Medical records systems don’t speak to each other
One word captures the primary reason faxing is still common in medicine: interoperability.
Interoperability means different computer or software systems can exchange and use information. It’s the big missing link in digital health.
Think about it this way: there are hundreds of different electronic health record (EHR) vendors with their proprietary technology. Your primary care doctor might use Epic, which controls about 30% of the EHR market. But the dermatologist they referred you to keeps records in NextGen, used by just 5% of doctors. Each doctor is happy using their software, but there’s no way to send your medical records from one system to another.
While no one planned to have medical records siloed this way, regulators could have avoided it.
Between 2008 and 2015, the number of hospitals using electronic records grew from 9% to 83% in response to a federal incentives program rolled out by the Obama administration. But there weren’t requirements or incentives for private companies making EHR software to share patient records with other systems.
Efforts are underway to align EHR data structures so that the leading software systems can speak to each other. But as companies vie for market share, they have little incentive to speed up this process.
Paper is the clunky workaround
The result of siloed EHR systems is that providers and hospitals using EHRs often print and fax patient records, even though the receiving provider also uses an EHR.
According to recent research, around 70% of healthcare organizations still use faxes. Faxing continues, of course, at a time when 90% of office-based physicians and over 96% of hospitals keep digital medical records.
At clinics where faxing is still common, doctors often find a stack of paper records on their desks at the beginning of each workday. These are patient records faxed from other practices, which they must manually enter into the EHR before each visit.
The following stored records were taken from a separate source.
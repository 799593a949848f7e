//! garden-db: SQLite persistence with sqlite-vec support.
//!
//! This crate provides:
//! - Entity storage (typed entities, soft deletion, `page_path` identity)
//! - Relationship and reference storage
//! - Read access to the searchable source corpora
//! - The per-`(source_kind, strategy)` vector index

pub mod db;
pub mod entities;
pub mod error;
pub mod references;
pub mod relationships;
pub mod sources;
pub mod vectors;

// Re-export commonly used types
pub use db::DbPool;
pub use entities::{Entity, EntityRepository, NewEntity, UpdateEntity};
pub use error::{DbError, DbResult};
pub use references::{EntityReference, NewReference, ReferenceRepository};
pub use relationships::{EntityRelationship, NewRelationship, RelationshipRepository};
pub use sources::{BookmarkDoc, SourceKind, SourceRepository, SourceRow};
pub use vectors::VectorStore;

// Re-export test helpers when running tests or when the test-helpers
// feature is enabled
#[cfg(any(test, feature = "test-helpers"))]
pub mod test_helpers;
Here’s how a hospitalist with Penn Medicine describes receiving faxed records:
“Just last week, we received faxed medical records for a patient that made a stack two inches thick. It came in two or three different faxes because they ran out of paper halfway through, and it was all disorganized, and there were missing sheets. It was a mess.”
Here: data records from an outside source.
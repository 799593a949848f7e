//! Entity reference storage: one row per `[[Name]]` occurrence in a
//! source document.

use chrono::{DateTime, Utc};
use serde::{Deserialize, Serialize};
use sqlx::SqlitePool;
use uuid::Uuid;

use crate::db::DbPool;
use crate::error::{DbError, DbResult};

/// One recorded `[[Name]]` occurrence.
#[derive(Debug, Clone, Serialize, Deserialize)]
pub struct EntityReference {
    pub id: Uuid,
    pub source_type: String,
    pub source_id: Uuid,
    pub entity_id: Uuid,
    pub reference_text: String,
    pub position: Option<i64>,
    pub created_at: DateTime<Utc>,
}

/// Input for one reference row.
#[derive(Debug, Clone)]
pub struct NewReference {
    pub entity_id: Uuid,
    pub reference_text: String,
    pub position: Option<i64>,
}

#[derive(Debug, Clone)]
pub struct ReferenceRepository {
    pool: SqlitePool,
}

impl ReferenceRepository {
    pub fn new(db: &DbPool) -> Self {
        Self {
            pool: db.pool().clone(),
        }
    }

    /// Replace all references recorded for one source document.
    ///
    /// Delete-then-insert inside one transaction, so readers never see
    /// a partial reference set.
    pub async fn replace_for_source(
        &self,
        source_type: &str,
        source_id: Uuid,
        references: &[NewReference],
    ) -> DbResult<()> {
        let mut tx = self.pool.begin().await?;

        sqlx::query("DELETE FROM entity_references WHERE source_type = ? AND source_id = ?")
            .bind(source_type)
            .bind(source_id.to_string())
            .execute(&mut *tx)
            .await?;

        let now = Utc::now().to_rfc3339();
        for reference in references {
            sqlx::query(
                r#"INSERT INTO entity_references (id, source_type, source_id, entity_id, reference_text, position, created_at)
                   VALUES (?, ?, ?, ?, ?, ?, ?)"#,
            )
            .bind(Uuid::new_v4().to_string())
            .bind(source_type)
            .bind(source_id.to_string())
            .bind(reference.entity_id.to_string())
            .bind(&reference.reference_text)
            .bind(reference.position)
            .bind(&now)
            .execute(&mut *tx)
            .await?;
        }

        tx.commit().await?;
        Ok(())
    }

    /// List references pointing at an entity, optionally filtered by
    /// source type. Ordered by source then position.
    pub async fn list_for_entity(
        &self,
        entity_id: Uuid,
        source_type: Option<&str>,
    ) -> DbResult<Vec<EntityReference>> {
        let rows: Vec<(String, String, String, String, String, Option<i64>, String)> =
            if let Some(source_type) = source_type {
                sqlx::query_as(
                    r#"SELECT id, source_type, source_id, entity_id, reference_text, position, created_at
                       FROM entity_references
                       WHERE entity_id = ? AND source_type = ?
                       ORDER BY source_id, position"#,
                )
                .bind(entity_id.to_string())
                .bind(source_type)
                .fetch_all(&self.pool)
                .await?
            } else {
                sqlx::query_as(
                    r#"SELECT id, source_type, source_id, entity_id, reference_text, position, created_at
                       FROM entity_references
                       WHERE entity_id = ?
                       ORDER BY source_id, position"#,
                )
                .bind(entity_id.to_string())
                .fetch_all(&self.pool)
                .await?
            };

        rows.into_iter().map(decode_reference).collect()
    }
}

fn decode_reference(
    row: (String, String, String, String, String, Option<i64>, String),
) -> DbResult<EntityReference> {
    let (id, source_type, source_id, entity_id, reference_text, position, created_at) = row;
    Ok(EntityReference {
        id: id.parse().map_err(|_| DbError::EntityNotFound(id))?,
        source_type,
        source_id: source_id
            .parse()
            .map_err(|_| DbError::EntityNotFound(source_id))?,
        entity_id: entity_id
            .parse()
            .map_err(|_| DbError::EntityNotFound(entity_id))?,
        reference_text,
        position,
        created_at: DateTime::parse_from_rfc3339(&created_at)
            .map(|dt| dt.with_timezone(&Utc))
            .unwrap_or_else(|_| Utc::now()),
    })
}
Considering this workflow, it’s no wonder physicians spend more time on documentation and paperwork than ever.
Why is faxing still common?
The faxing workaround seems insane. But, in addition to competing EHR systems and poor interoperability, it continues for two reasons:
- Everyone else does it
- HIPAA rules make email a risky strategy
The “everyone does it” effect is a powerful reason why healthcare keeps faxing. Doctors, pharmacists, and insurance companies all use fax. It’s a known workflow, it usually works, and there isn’t an easy alternative. It’s what everyone does, so everyone keeps doing it.
But why hasn’t medicine, like every other industry, switched to email as the preferred way to send documents?
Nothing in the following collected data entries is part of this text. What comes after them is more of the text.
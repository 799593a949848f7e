//! Shared configuration for the garden knowledge backend.

pub mod config;

pub use config::{
    Config, ConfigError, GatewaySettings, LogseqSettings, ProviderSettings, SearchSettings,
    Settings, SettingsError,
};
The simple answer is HIPAA. Laws protecting patient privacy don’t prohibit emailing patient data, but they do require providers to “apply reasonable safeguards” when transmitting electronic personal health information.
Reasonable safeguards include using encrypted email, only sending email internally (behind a firewall), or using access controls like password-protected documents.
If that sounds like a big hassle, it is. And unless healthcare institutions make it very easy, most doctors would rather just send a fax.